Notice: The reproducibility variables underlying each score are classified using an automated LLM-based pipeline, validated against a manually labeled dataset. LLM-based classification introduces uncertainty and potential bias; scores should be interpreted as estimates. Full accuracy metrics and methodology are described in [1].

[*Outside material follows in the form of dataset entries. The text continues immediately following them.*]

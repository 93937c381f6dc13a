//! # Battleboard
//!
//! A battle-royale player stats tracker with multi-player comparison.
//!
//! ## Architecture
//!
//! - **models**: Core data structures (player ids, stats, contexts, metrics)
//! - **calculate**: The comparison engine (normalize, aggregate, rank)
//! - **fetch**: Upstream stats API client with response caching
//! - **api**: REST API endpoints
//! - **config**: Configuration loading and validation

pub mod api;
pub mod calculate;
pub mod config;
pub mod fetch;
pub mod models;

pub use models::*;
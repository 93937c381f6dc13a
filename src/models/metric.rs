//! The closed metric vocabulary.
//!
//! Every metric the engine knows about is a variant here, and every place
//! that dispatches on a metric matches exhaustively. Adding a metric to
//! the data model without teaching ranking and axis normalization about
//! it fails to compile.

use serde::{Deserialize, Serialize};
use std::fmt;
use std::str::FromStr;

/// A canonical metric key.
#[derive(Debug, Clone, Copy, PartialEq, Eq, Hash, PartialOrd, Ord, Serialize, Deserialize)]
#[serde(rename_all = "snake_case")]
pub enum MetricKey {
    Kills,
    Deaths,
    KdRatio,
    WinRate,
    DamageDealt,
    SurvivalTime,
    Top1Count,
    MatchesPlayed,
}

impl MetricKey {
    /// Axes of the multi-metric (radar-style) comparison, in display order.
    pub const AXES: [MetricKey; 5] = [
        MetricKey::Kills,
        MetricKey::KdRatio,
        MetricKey::WinRate,
        MetricKey::DamageDealt,
        MetricKey::SurvivalTime,
    ];

    /// Metrics the leaderboard can sort by.
    pub const RANKABLE: [MetricKey; 5] = [
        MetricKey::Kills,
        MetricKey::DamageDealt,
        MetricKey::KdRatio,
        MetricKey::WinRate,
        MetricKey::MatchesPlayed,
    ];

    pub fn as_str(&self) -> &'static str {
        match self {
            MetricKey::Kills => "kills",
            MetricKey::Deaths => "deaths",
            MetricKey::KdRatio => "kd_ratio",
            MetricKey::WinRate => "win_rate",
            MetricKey::DamageDealt => "damage_dealt",
            MetricKey::SurvivalTime => "survival_time",
            MetricKey::Top1Count => "top1_count",
            MetricKey::MatchesPlayed => "matches_played",
        }
    }

    /// Whether the leaderboard accepts this key as a sort metric.
    pub fn is_rankable(&self) -> bool {
        Self::RANKABLE.contains(self)
    }
}

impl fmt::Display for MetricKey {
    fn fmt(&self, f: &mut fmt::Formatter<'_>) -> fmt::Result {
        f.write_str(self.as_str())
    }
}

impl FromStr for MetricKey {
    type Err = String;

    fn from_str(s: &str) -> Result<Self, Self::Err> {
        match s {
            "kills" => Ok(MetricKey::Kills),
            "deaths" => Ok(MetricKey::Deaths),
            "kd_ratio" => Ok(MetricKey::KdRatio),
            "win_rate" => Ok(MetricKey::WinRate),
            "damage_dealt" => Ok(MetricKey::DamageDealt),
            "survival_time" => Ok(MetricKey::SurvivalTime),
            "top1_count" => Ok(MetricKey::Top1Count),
            "matches_played" => Ok(MetricKey::MatchesPlayed),
            other => Err(format!("unknown metric: {other}")),
        }
    }
}

/// Leaderboard sort direction.
#[derive(Debug, Clone, Copy, PartialEq, Eq, Serialize, Deserialize)]
#[serde(rename_all = "lowercase")]
pub enum SortDirection {
    Ascending,
    Descending,
}

impl Default for SortDirection {
    fn default() -> Self {
        SortDirection::Descending
    }
}

impl SortDirection {
    pub fn as_str(&self) -> &'static str {
        match self {
            SortDirection::Ascending => "ascending",
            SortDirection::Descending => "descending",
        }
    }
}

impl fmt::Display for SortDirection {
    fn fmt(&self, f: &mut fmt::Formatter<'_>) -> fmt::Result {
        f.write_str(self.as_str())
    }
}

impl FromStr for SortDirection {
    type Err = String;

    fn from_str(s: &str) -> Result<Self, Self::Err> {
        match s {
            "ascending" | "asc" => Ok(SortDirection::Ascending),
            "descending" | "desc" => Ok(SortDirection::Descending),
            other => Err(format!("unknown sort direction: {other}")),
        }
    }
}
pub mod compare;
pub mod dashboard;
pub mod leaderboard;

use tracing::warn;

use crate::api::state::AppState;
use crate::api::{parse_player_list, ApiError};
use crate::calculate::{aggregate, StatsError};
use crate::fetch::ProviderError;
use crate::models::{ComparisonDataset, StatsContext};

/// Fetch every requested player's raw stats and aggregate them.
///
/// One failed fetch fails the whole request: a comparison silently
/// missing a player is worse than a clear error. Not-found failures map
/// to 404, anything else to 502, both naming every affected player.
pub(crate) async fn build_dataset(
    state: &AppState,
    players_param: &str,
    context: StatsContext,
) -> Result<ComparisonDataset, ApiError> {
    let players = parse_player_list(players_param).map_err(ApiError::BadRequest)?;

    let mut entries = Vec::with_capacity(players.len());
    let mut not_found: Vec<String> = Vec::new();
    let mut unavailable: Vec<String> = Vec::new();

    for (player_id, display_name) in players {
        match state.provider.fetch_raw_stats(&player_id, &context).await {
            Ok(raw) => entries.push((player_id, display_name, raw)),
            Err(ProviderError::NotFound { .. }) => not_found.push(player_id.to_string()),
            Err(ProviderError::Unavailable(reason)) => {
                warn!(player = %player_id, "upstream fetch failed: {reason}");
                unavailable.push(player_id.to_string());
            }
        }
    }

    if !not_found.is_empty() || !unavailable.is_empty() {
        let upstream_broke = !unavailable.is_empty();
        let mut players = not_found;
        players.append(&mut unavailable);
        let err = StatsError::Aggregation { players };
        return Err(if upstream_broke {
            ApiError::Upstream(err.to_string())
        } else {
            ApiError::NotFound(err.to_string())
        });
    }

    aggregate(context, &entries).map_err(ApiError::from)
}
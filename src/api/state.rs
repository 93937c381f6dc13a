use std::sync::Arc;

use crate::calculate::NormalizationProfile;
use crate::fetch::StatsProvider;

#[derive(Clone)]
pub struct AppState {
    pub provider: Arc<dyn StatsProvider>,
    pub profile: Arc<NormalizationProfile>,
}

impl AppState {
    pub fn new(provider: Arc<dyn StatsProvider>, profile: NormalizationProfile) -> Self {
        Self {
            provider,
            profile: Arc::new(profile),
        }
    }
}
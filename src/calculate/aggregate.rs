//! Multi-player comparison aggregation and axis projection.

use std::collections::BTreeMap;

use crate::models::{
    ComparisonDataset, ComparisonEntry, MetricKey, PlayerId, RawPlayerStats, StatsContext,
};

use super::{normalize, NormalizationProfile, StatsError};

/// Per-axis values keyed by metric.
pub type AxisValues = BTreeMap<MetricKey, f64>;

/// Merge per-player raw stats into one comparison dataset.
///
/// Entries come out in input order — that order is the caller's
/// selection order and is what default displays show before any explicit
/// ranking. An empty input is a valid, empty dataset, not an error. Any
/// entry that fails normalization fails the whole call, naming every
/// offending player.
///
/// The returned dataset owns fresh copies of everything; mutating the
/// caller's inputs afterwards cannot reach into it.
pub fn aggregate(
    context: StatsContext,
    entries: &[(PlayerId, String, RawPlayerStats)],
) -> Result<ComparisonDataset, StatsError> {
    let mut rows = Vec::with_capacity(entries.len());
    let mut failed: Vec<String> = Vec::new();

    for (player_id, display_name, raw) in entries {
        match normalize(raw) {
            Ok(metrics) => rows.push(ComparisonEntry {
                player_id: player_id.clone(),
                display_name: display_name.clone(),
                metrics,
            }),
            // The identifier is the only thing normalization rejects, so
            // fall back to the display name to still point at a player.
            Err(_) => failed.push(if player_id.is_blank() {
                display_name.clone()
            } else {
                player_id.to_string()
            }),
        }
    }

    if !failed.is_empty() {
        return Err(StatsError::Aggregation { players: failed });
    }

    Ok(ComparisonDataset::new(context, rows))
}

/// Resolve the axis ceilings for a dataset.
///
/// Unbounded axes use `max(floor, observed dataset max)`; win rate is
/// fixed at 100. Ceilings are a function of the whole entry set, so they
/// must be recomputed whenever the set changes — never cached per entry.
pub fn axis_ceilings(
    dataset: &ComparisonDataset,
    profile: &NormalizationProfile,
) -> AxisValues {
    let mut ceilings = AxisValues::new();
    for key in MetricKey::AXES {
        let ceiling = match profile.floor(key) {
            Some(floor) => dataset
                .entries
                .iter()
                .map(|e| e.metrics.metric(key))
                .fold(floor, f64::max),
            None => 100.0,
        };
        ceilings.insert(key, ceiling);
    }
    ceilings
}

/// Project every entry onto the 0-100 comparison axes.
///
/// Win rate is a bounded fraction and maps straight to a percentage.
/// Every other axis is scaled by its ceiling and clamped at 100 — the
/// clamp covers a value exceeding a ceiling computed from a stale or
/// partial dataset.
pub fn normalized_axes(
    dataset: &ComparisonDataset,
    profile: &NormalizationProfile,
) -> BTreeMap<PlayerId, AxisValues> {
    let ceilings = axis_ceilings(dataset, profile);

    let mut out = BTreeMap::new();
    for entry in &dataset.entries {
        let mut axes = AxisValues::new();
        for key in MetricKey::AXES {
            let value = match key {
                MetricKey::WinRate => entry.metrics.win_rate * 100.0,
                _ => {
                    let ceiling = ceilings[&key];
                    (entry.metrics.metric(key) / ceiling * 100.0).min(100.0)
                }
            };
            axes.insert(key, value);
        }
        out.insert(entry.player_id.clone(), axes);
    }
    out
}
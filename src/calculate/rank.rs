//! Leaderboard ranking.

use crate::models::{ComparisonDataset, MetricKey, RankedEntry, SortDirection};

use super::StatsError;

/// Order a dataset by one metric and assign display ranks.
///
/// The sort is stable, so entries with exactly equal values keep their
/// dataset order in either direction; direction flips a single shared
/// comparator rather than running a second, separately-coded sort, which
/// keeps ascending and descending exact mirrors outside of tie groups.
///
/// Ranks are strictly positional (1, 2, 3, …) even on exact ties. That
/// is the display-position semantic, not competition ranking, and it is
/// intentional.
pub fn rank(
    dataset: &ComparisonDataset,
    metric: MetricKey,
    direction: SortDirection,
) -> Result<Vec<RankedEntry>, StatsError> {
    if !metric.is_rankable() {
        return Err(StatsError::InvalidMetric(metric));
    }

    let mut rows = dataset.entries.clone();
    rows.sort_by(|a, b| {
        // Canonical metrics are finite, so total_cmp is a plain numeric
        // order here; it also keeps the comparator total for the sort.
        let ord = a.metrics.metric(metric).total_cmp(&b.metrics.metric(metric));
        match direction {
            SortDirection::Ascending => ord,
            SortDirection::Descending => ord.reverse(),
        }
    });

    Ok(rows
        .into_iter()
        .zip(1u32..)
        .map(|(entry, rank)| RankedEntry { rank, entry })
        .collect())
}

#[cfg(test)]
mod tests {
    use super::*;
    use crate::calculate::aggregate;
    use crate::models::{PlayerId, RawPlayerStats, StatsContext};
    use crate::models::{Mode, Period, Shard};
    use chrono::Utc;

    fn entry(name: &str, kd: f64, kills: f64) -> (PlayerId, String, RawPlayerStats) {
        (
            name.into(),
            name.to_string(),
            RawPlayerStats {
                player_id: name.into(),
                period: Period::Last7d,
                mode: Mode::Squad,
                shard: Shard::Steam,
                kills,
                deaths: 1.0,
                kd_ratio: kd,
                win_rate: 0.1,
                damage_dealt: 300.0,
                survival_time: 1000.0,
                top1_count: 1,
                matches_played: 12,
                computed_at: Utc::now(),
            },
        )
    }

    fn dataset(entries: &[(PlayerId, String, RawPlayerStats)]) -> ComparisonDataset {
        aggregate(StatsContext::default(), entries).unwrap()
    }

    fn order(ranked: &[RankedEntry]) -> Vec<&str> {
        ranked.iter().map(|r| r.entry.display_name.as_str()).collect()
    }

    #[test]
    fn test_rank_descending_by_kd() {
        let ds = dataset(&[entry("B", 1.5, 2.0), entry("A", 3.0, 4.0)]);
        let ranked = rank(&ds, MetricKey::KdRatio, SortDirection::Descending).unwrap();

        assert_eq!(ranked[0].rank, 1);
        assert_eq!(ranked[0].entry.display_name, "A");
        assert_eq!(ranked[1].rank, 2);
        assert_eq!(ranked[1].entry.display_name, "B");
    }

    #[test]
    fn test_rank_ascending_mirrors_descending() {
        let ds = dataset(&[
            entry("a", 1.0, 1.0),
            entry("b", 3.0, 3.0),
            entry("c", 2.0, 2.0),
        ]);

        let asc = rank(&ds, MetricKey::Kills, SortDirection::Ascending).unwrap();
        let desc = rank(&ds, MetricKey::Kills, SortDirection::Descending).unwrap();

        let mut desc_reversed = order(&desc);
        desc_reversed.reverse();
        assert_eq!(order(&asc), desc_reversed);
    }

    #[test]
    fn test_tie_break_preserves_input_order_both_directions() {
        // X and Y tie exactly; Z sits below them.
        let ds = dataset(&[entry("X", 2.0, 5.0), entry("Y", 2.0, 5.0), entry("Z", 1.0, 1.0)]);

        let desc = rank(&ds, MetricKey::KdRatio, SortDirection::Descending).unwrap();
        assert_eq!(order(&desc), vec!["X", "Y", "Z"]);
        assert_eq!(desc[0].rank, 1);
        assert_eq!(desc[1].rank, 2);

        let asc = rank(&ds, MetricKey::KdRatio, SortDirection::Ascending).unwrap();
        // The tie group moves as one block; inside it X still precedes Y.
        assert_eq!(order(&asc), vec!["Z", "X", "Y"]);
    }

    #[test]
    fn test_ties_never_share_a_rank() {
        let ds = dataset(&[entry("X", 2.0, 5.0), entry("Y", 2.0, 5.0)]);
        let ranked = rank(&ds, MetricKey::KdRatio, SortDirection::Descending).unwrap();

        let ranks: Vec<u32> = ranked.iter().map(|r| r.rank).collect();
        assert_eq!(ranks, vec![1, 2]);
    }

    #[test]
    fn test_rank_is_idempotent() {
        let ds = dataset(&[
            entry("a", 2.2, 3.0),
            entry("b", 2.2, 1.0),
            entry("c", 0.4, 9.0),
        ]);

        let first = rank(&ds, MetricKey::KdRatio, SortDirection::Descending).unwrap();
        let second = rank(&ds, MetricKey::KdRatio, SortDirection::Descending).unwrap();
        assert_eq!(first, second);
    }

    #[test]
    fn test_rank_empty_dataset_is_empty() {
        let ds = dataset(&[]);
        let ranked = rank(&ds, MetricKey::WinRate, SortDirection::Descending).unwrap();
        assert!(ranked.is_empty());
    }

    #[test]
    fn test_rank_rejects_unrankable_metric() {
        let ds = dataset(&[entry("a", 1.0, 1.0)]);
        let err = rank(&ds, MetricKey::Deaths, SortDirection::Descending).unwrap_err();
        assert!(matches!(err, StatsError::InvalidMetric(MetricKey::Deaths)));

        assert!(rank(&ds, MetricKey::SurvivalTime, SortDirection::Ascending).is_err());
        assert!(rank(&ds, MetricKey::Top1Count, SortDirection::Ascending).is_err());
    }

    #[test]
    fn test_rank_leaves_dataset_untouched() {
        let ds = dataset(&[entry("b", 1.0, 1.0), entry("a", 3.0, 3.0)]);
        let _ = rank(&ds, MetricKey::KdRatio, SortDirection::Descending).unwrap();

        // Selection order survives the ranking call.
        let names: Vec<&str> = ds.entries.iter().map(|e| e.display_name.as_str()).collect();
        assert_eq!(names, vec!["b", "a"]);
    }

    #[test]
    fn test_rank_every_rankable_metric() {
        let ds = dataset(&[entry("a", 2.0, 4.0), entry("b", 1.0, 6.0)]);
        for key in MetricKey::RANKABLE {
            let ranked = rank(&ds, key, SortDirection::Descending).unwrap();
            assert_eq!(ranked.len(), 2);
            assert_eq!(ranked[0].rank, 1);
        }
    }
}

NeSyA: Neurosymbolic Automata
Authors: Nikolaos Manginas, George Paliouras, Luc De Raedt
IJCAI 2025 | Venue PDF | LLM Run Details
| Reproducibility Variable | Result | LLM Response |
|---|---|---|
| Research Type | Experimental | We first benchmarked Ne Sy systems on a synthetic task, which allowed us to control the complexity. In particular, we used the domain introduced as a running example, in which a sequence of images must be classified according to a temporal pattern... We use the same setup for generating a training and a testing set. The neural component of all systems is a CNN... We benchmarked against DEEPSTOCHLOG [Winters et al., 2022] and DEEPPROBLOG [Manhaeve et al., 2018] in terms of scalability and with FUZZYA [Umili et al., 2023b] both in terms of scalability and accuracy. Figure 4 shows the comparison... Table 1: Accuracy results on a test set, and timings (in minutes)... In our second experiment we compared NESYA against pure neural solutions on an event recognition task from the CAVIAR benchmark dataset... The task was to recognize events... We present three methods; NESYA a CNN-LSTM and a CNN-Transformer... The data consists of 8 training and 3 testing sequences... We use the macro F1 score for evaluation of all models. |
| Researcher Affiliation | Academia | 1Department of Computer Science and Leuven.AI, KU Leuven, Belgium 2Institute of Informatics and Telecommunications, NCSR Demokritos , Greece 3Centre for Applied Autonomous Sensor Systems (AASS), Orebro University, Sweden |
| Pseudocode | No | The paper describes the inference and learning processes using mathematical formulations and recursive definitions (e.g., α-recursion and WMC calculation) but does not include any explicitly labeled pseudocode or algorithm blocks with structured steps. |
| Open Source Code | Yes | Code is available at: https://github.com/nmanginas/nesya. |
| Open Datasets | Yes | In our second experiment we compared NESYA against pure neural solutions on an event recognition task from the CAVIAR benchmark dataset2. The task was to recognize events performed by pairs of people in raw video data. We focused on two of the events present in CAVIAR, namely moving and meeting, which appear more frequently in the data, and a third no event class... 2https://homepages.inf.ed.ac.uk/rbf/CAVIARDATA1/ |
| Dataset Splits | Yes | For each pattern, we generated 100 random trajectories which satisfy the pattern (positive) and 100 negative ones. We use the same setup for generating a training and a testing set. The data consists of 8 training and 3 testing sequences. |
| Hardware Specification | Yes | All experiments were run on a machine with an AMD Ryzen Threadripper PRO 3955WX 16-Core processor, 128GB of RAM, and 2 NVIDIA RTX A6000 with 50GB of VRAM of which only one was utilized. |
| Software Dependencies | Yes | All experiments were implemented in Pytorch and Python 3.11. |
| Experiment Setup | Yes | Both systems are trained with a learning rate of 0.001 following [Umili et al., 2023b]... For all systems training is stopped by monitoring the training loss with a patience of 10 epochs. The Transformer architechture has 3 attention heads per layer, 4 layers and an hidden state dimensionality of 129 (same with the input dimensions). LSTM with a single layer and a 128 dimensional hidden state. |